The Last Station (2009)

















* * *

(Dir. Michael Hoffman, 2009)

James McAvoy (Atonement, The Last King of Scotland) is the young scholar and virgin, Valentin Bulgakov, recruited as personal secretary to Leo Tolstoy (Christopher Plummer) in the political philosopher's final months. He is appointed by Tolstoy's chief disciple, the unnervingly calm Vladimir Chertkov. The audience perceives everything through Bulgakov and as he begins to learn firsthand who Leo Tolstoy really is (the Leo Tolstoy of the biographer and director), we forsake the expected political and spiritual idealism for a more disturbing enlightenment: sex, discord and self-doubt. Bulgakov becomes part of the Tolstoy household: he falls in love with the seductive Masha (Kerry Condon), provides emotional support for the ostracised Countess (Tolstoy's wife played by Helen Mirren), attends Tolstoy's business, and is even present at his master's deathbed. While it lasts, Bulgakov's innocence blushes endearingly beside an assured and nostalgic Tolstoy.


The predominant, pleasant setting is rural Russia until we arrive at the title-destination. Here, at a train station, hidden amidst an urban community, Tolstoy passes away in too flimsy a death scene: a fairy tale piano dilutes what should be absolute pathos. The business of the story is Tolstoy's will. He has agreed to donate his fortune to the proletarian cause, to the teaching of his politics through Chertkov who Sofna despises, viewing her husband's decision as a personal betrayal.

Tolstoy is torn between two opposed zeals; that of a passionately possessive wife and a dispassionately possessive disciple. Both means are essentially good: the love of the long-married and the pilgrimage for social justice. And yet both perpetrators, played as skillfully as is possible by Helen Mirren and Paul Giamatti, are rigid and predictable types, forbidden to evolve until Tolstoy is confined to his deathbed (no doubt Hoffman will argue this is the point). This tiring character-dichotomy, causing Tolstoy's plunge from people's prophet to feeble mediator, makes for a lacklustre narrative.
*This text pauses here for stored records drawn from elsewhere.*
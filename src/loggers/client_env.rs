use axum::http::header;
use serde_json::Value;

use super::ParameterLogger;
use crate::parameters::{Parameters, RequestInfo, ResponseInfo};

/// Adds the client address (`ip`) and user agent (`ua`).
///
/// The address is the first hop of `X-Forwarded-For` when present, else the
/// connection's peer address.
#[derive(Debug, Clone, Default)]
pub struct ClientEnvLogger;

impl ParameterLogger for ClientEnvLogger {
    fn parameters(&self, request: &RequestInfo, _response: &ResponseInfo) -> Parameters {
        let forwarded = request
            .headers
            .get("x-forwarded-for")
            .and_then(|v| v.to_str().ok())
            .and_then(|v| v.split(',').next())
            .map(|ip| ip.trim().to_string())
            .filter(|ip| !ip.is_empty());

        let ip = forwarded.or_else(|| request.peer_addr.map(|addr| addr.ip().to_string()));

        let ua = request
            .headers
            .get(header::USER_AGENT)
            .and_then(|v| v.to_str().ok())
            .map(str::to_string);

        let mut parameters = Parameters::new();
        parameters.insert("ip".to_string(), ip.map_or(Value::Null, Value::String));
        parameters.insert("ua".to_string(), ua.map_or(Value::Null, Value::String));
        parameters
    }
}
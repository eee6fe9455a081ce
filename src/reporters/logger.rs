use serde::Deserialize;
use std::io::Write;
use std::sync::{Arc, Mutex};
use tracing::{debug, error, info, trace, warn};

use super::Reporter;
use crate::error::ReportError;
use crate::formatters::{Formatter, JsonFormatter};
use crate::parameters::Parameters;

/// Target under which [`TracingSink`] emits records.
pub const LOG_TARGET: &str = "request_logger";

#[derive(Debug, Clone, Copy, Default, PartialEq, Eq, Deserialize)]
#[serde(rename_all = "lowercase")]
pub enum LogLevel {
    Trace,
    Debug,
    #[default]
    Info,
    Warn,
    Error,
}

impl LogLevel {
    pub fn as_str(self) -> &'static str {
        match self {
            LogLevel::Trace => "TRACE",
            LogLevel::Debug => "DEBUG",
            LogLevel::Info => "INFO",
            LogLevel::Warn => "WARN",
            LogLevel::Error => "ERROR",
        }
    }
}

/// Where a formatted line ends up.
pub trait LogSink: Send + Sync {
    fn write(&self, level: LogLevel, line: &str) -> Result<(), ReportError>;
}

/// Emits each line as a `tracing` event at the requested level.
#[derive(Debug, Clone, Default)]
pub struct TracingSink;

impl LogSink for TracingSink {
    fn write(&self, level: LogLevel, line: &str) -> Result<(), ReportError> {
        match level {
            LogLevel::Trace => trace!(target: LOG_TARGET, "{line}"),
            LogLevel::Debug => debug!(target: LOG_TARGET, "{line}"),
            LogLevel::Info => info!(target: LOG_TARGET, "{line}"),
            LogLevel::Warn => warn!(target: LOG_TARGET, "{line}"),
            LogLevel::Error => error!(target: LOG_TARGET, "{line}"),
        }
        Ok(())
    }
}

/// Writes one line per record to any writer, prefixed with the level.
pub struct WriterSink {
    writer: Mutex<Box<dyn Write + Send>>,
}

impl WriterSink {
    pub fn new<W: Write + Send + 'static>(writer: W) -> Self {
        Self {
            writer: Mutex::new(Box::new(writer)),
        }
    }

    pub fn stdout() -> Self {
        Self::new(std::io::stdout())
    }

    pub fn stderr() -> Self {
        Self::new(std::io::stderr())
    }
}

impl LogSink for WriterSink {
    fn write(&self, level: LogLevel, line: &str) -> Result<(), ReportError> {
        let mut writer = self.writer.lock().map_err(|_| ReportError::SinkPoisoned)?;
        writeln!(writer, "{} {}", level.as_str(), line)?;
        writer.flush()?;
        Ok(())
    }
}

#[derive(Debug, Clone, Copy, Default, PartialEq, Eq, Deserialize)]
#[serde(rename_all = "lowercase")]
pub enum LogTarget {
    #[default]
    Tracing,
    Stdout,
    Stderr,
}

impl LogTarget {
    pub fn build(self) -> Arc<dyn LogSink> {
        match self {
            LogTarget::Tracing => Arc::new(TracingSink),
            LogTarget::Stdout => Arc::new(WriterSink::stdout()),
            LogTarget::Stderr => Arc::new(WriterSink::stderr()),
        }
    }
}

/// Formats the record and writes it to a log sink.
pub struct LogReporter {
    sink: Arc<dyn LogSink>,
    formatter: Arc<dyn Formatter>,
    level: LogLevel,
}

impl LogReporter {
    /// Any of the three may be left out: the defaults are the tracing sink,
    /// JSON lines and `info`.
    pub fn new(
        sink: Option<Arc<dyn LogSink>>,
        formatter: Option<Arc<dyn Formatter>>,
        level: Option<LogLevel>,
    ) -> Self {
        Self {
            sink: sink.unwrap_or_else(|| Arc::new(TracingSink)),
            formatter: formatter.unwrap_or_else(|| Arc::new(JsonFormatter)),
            level: level.unwrap_or_default(),
        }
    }
}

impl Reporter for LogReporter {
    fn perform(&self, parameters: &Parameters) -> Result<(), ReportError> {
        let line = self.formatter.format(parameters)?;
        self.sink.write(self.level, &line)
    }
}

#[cfg(test)]
mod tests {
    use super::*;
    use crate::formatters::KeyValueFormatter;
    use serde_json::{json, Value};

    #[derive(Clone, Default)]
    struct Buffer(Arc<Mutex<Vec<u8>>>);

    impl Write for Buffer {
        fn write(&mut self, buf: &[u8]) -> std::io::Result<usize> {
            self.0.lock().unwrap().extend_from_slice(buf);
            Ok(buf.len())
        }

        fn flush(&mut self) -> std::io::Result<()> {
            Ok(())
        }
    }

    fn record() -> Parameters {
        match json!({"status": 201, "method": "POST"}) {
            Value::Object(map) => map,
            _ => unreachable!(),
        }
    }

    #[test]
    fn test_writes_formatted_line_at_level() {
        let buffer = Buffer::default();
        let reporter = LogReporter::new(
            Some(Arc::new(WriterSink::new(buffer.clone()))),
            Some(Arc::new(KeyValueFormatter)),
            Some(LogLevel::Warn),
        );

        reporter.perform(&record()).unwrap();

        let written = String::from_utf8(buffer.0.lock().unwrap().clone()).unwrap();
        assert_eq!(written, "WARN status=201 method=POST\n");
    }

    #[test]
    fn test_defaults_to_json_at_info() {
        let buffer = Buffer::default();
        let reporter = LogReporter::new(Some(Arc::new(WriterSink::new(buffer.clone()))), None, None);

        reporter.perform(&record()).unwrap();

        let written = String::from_utf8(buffer.0.lock().unwrap().clone()).unwrap();
        assert_eq!(written, "INFO {\"status\":201,\"method\":\"POST\"}\n");
    }

    #[test]
    fn test_level_deserializes_lowercase() {
        let level: LogLevel = serde_json::from_str(r#""error""#).unwrap();
        assert_eq!(level, LogLevel::Error);
    }
}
In an excellent catharsis however, the plot is reconciled by a stunning encapsulation of public mourning and a dramatic reunion of lovers: the direction amounts to a clever and powerful symbiosis of Tolstoy's public and personal desires.
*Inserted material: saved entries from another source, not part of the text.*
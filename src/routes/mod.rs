pub mod health;
pub mod users;
use axum::{extract::State, http::StatusCode, response::Json};
use rand::Rng;
use serde::{Deserialize, Serialize};
use serde_json::{json, Value};
use std::time::Duration;
use tracing::{debug, info, warn};

use crate::middleware::ErrorSignal;
use crate::{timings, AppState};

#[derive(Debug, Serialize, Deserialize)]
pub struct CreateUserRequest {
    pub name: String,
    pub email: String,
}

#[derive(Debug, Serialize, Deserialize)]
pub struct User {
    pub id: String,
    pub name: String,
    pub email: String,
    pub created_at: String,
}

/// Stand-in for a database round trip.
async fn simulated_query() {
    let millis = rand::thread_rng().gen_range(2..12);
    tokio::time::sleep(Duration::from_millis(millis)).await;
}

pub async fn list_users(State(_state): State<AppState>) -> Json<Value> {
    info!("List users requested");

    timings::measure(simulated_query()).await;
    if let Some(db) = timings::current() {
        debug!(db_ms = db.read_ms(), "Users loaded");
    }

    let users = vec![
        User {
            id: uuid::Uuid::new_v4().to_string(),
            name: "John Doe".to_string(),
            email: "john@example.com".to_string(),
            created_at: chrono::Utc::now().to_rfc3339(),
        },
        User {
            id: uuid::Uuid::new_v4().to_string(),
            name: "Jane Smith".to_string(),
            email: "jane@example.com".to_string(),
            created_at: chrono::Utc::now().to_rfc3339(),
        },
    ];

    Json(json!({
        "users": users,
        "total": users.len(),
    }))
}

pub async fn create_user(
    State(_state): State<AppState>,
    Json(payload): Json<CreateUserRequest>,
) -> Result<(StatusCode, Json<Value>), ErrorSignal> {
    if payload.name.is_empty() || payload.email.is_empty() {
        warn!("Invalid user creation request: missing name or email");
        return Err(ErrorSignal::new(
            StatusCode::UNPROCESSABLE_ENTITY,
            "name and email are required",
        ));
    }

    timings::measure(simulated_query()).await;

    let user = User {
        id: uuid::Uuid::new_v4().to_string(),
        name: payload.name,
        email: payload.email,
        created_at: chrono::Utc::now().to_rfc3339(),
    };

    Ok((
        StatusCode::CREATED,
        Json(json!({
            "user": user,
            "message": "User created successfully",
        })),
    ))
}
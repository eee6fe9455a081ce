//! Pluggable contributors of extra fields to a request's log record.

use crate::parameters::{Parameters, RequestInfo, ResponseInfo};

pub mod client_env;
pub mod filter_parameters;
pub mod request_headers;
pub mod response;

pub use client_env::ClientEnvLogger;
pub use filter_parameters::FilterParameters;
pub use request_headers::RequestHeadersLogger;
pub use response::ResponseLogger;

/// A contributor to the request log record.
///
/// `before` runs when the request enters the middleware and `after` once
/// the record has been reported. Both default to doing nothing. A single
/// instance serves every request, so any state kept across calls needs
/// interior mutability.
pub trait ParameterLogger: Send + Sync {
    fn before(&self) {}

    fn after(&self) {}

    /// Whether `parameters` reads the response body. The middleware only
    /// buffers bodies when at least one included logger asks for it.
    fn needs_response_body(&self) -> bool {
        false
    }

    fn parameters(&self, request: &RequestInfo, response: &ResponseInfo) -> Parameters;
}
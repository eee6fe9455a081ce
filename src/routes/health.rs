use axum::{extract::State, response::Json};
use serde::{Deserialize, Serialize};
use tracing::info;

use crate::AppState;

#[derive(Debug, Serialize, Deserialize)]
pub struct HealthResponse {
    pub status: String,
    pub service: String,
    pub version: String,
    pub timestamp: String,
}

#[derive(Debug, Serialize, Deserialize)]
pub struct DetailedHealthResponse {
    pub status: String,
    pub service: String,
    pub version: String,
    pub timestamp: String,
    pub request_logging: RequestLoggingInfo,
}

#[derive(Debug, Serialize, Deserialize)]
pub struct RequestLoggingInfo {
    pub reporter: String,
    pub included_loggers: usize,
    pub db_timing_enabled: bool,
}

/// Basic health check endpoint
pub async fn health() -> Json<HealthResponse> {
    Json(HealthResponse {
        status: "healthy".to_string(),
        service: "request-logger".to_string(),
        version: env!("CARGO_PKG_VERSION").to_string(),
        timestamp: chrono::Utc::now().to_rfc3339(),
    })
}

/// Detailed health check endpoint
///
/// Reports how request logging is wired up in this process.
pub async fn health_detailed(State(state): State<AppState>) -> Json<DetailedHealthResponse> {
    info!("Detailed health check requested");

    let logging = &state.config.request_logging;
    let reporter = match &logging.instrumentation_key {
        Some(key) => format!("instrumentation:{key}"),
        None => "log".to_string(),
    };

    Json(DetailedHealthResponse {
        status: "healthy".to_string(),
        service: "request-logger".to_string(),
        version: env!("CARGO_PKG_VERSION").to_string(),
        timestamp: chrono::Utc::now().to_rfc3339(),
        request_logging: RequestLoggingInfo {
            reporter,
            included_loggers: logging.include.len(),
            db_timing_enabled: state.config.database.enabled,
        },
    })
}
For a film about the end of Leo Tolstoy's life, The Last Station is callously oversimple. Any picture that aims at tragedy, not by separating romantic love through politics but by separating romantic love from politics, is treading water from the word go. It isn't that Hoffman should shy away from either the communion or the conflict Tolstoy inspired; only I wish the former could have featured more. The Last Station is a writer-biopic whose sentient watercolours can be likened to The Hours (Woolf) and Bright Star (Keats), except this portrait is fleeced of stamina. This is a real shame, particularly since the movie has ironically succeeded at Britain's most commercial picture-hotel; the Odeon. One wonders what Tolstoy would have made of it all.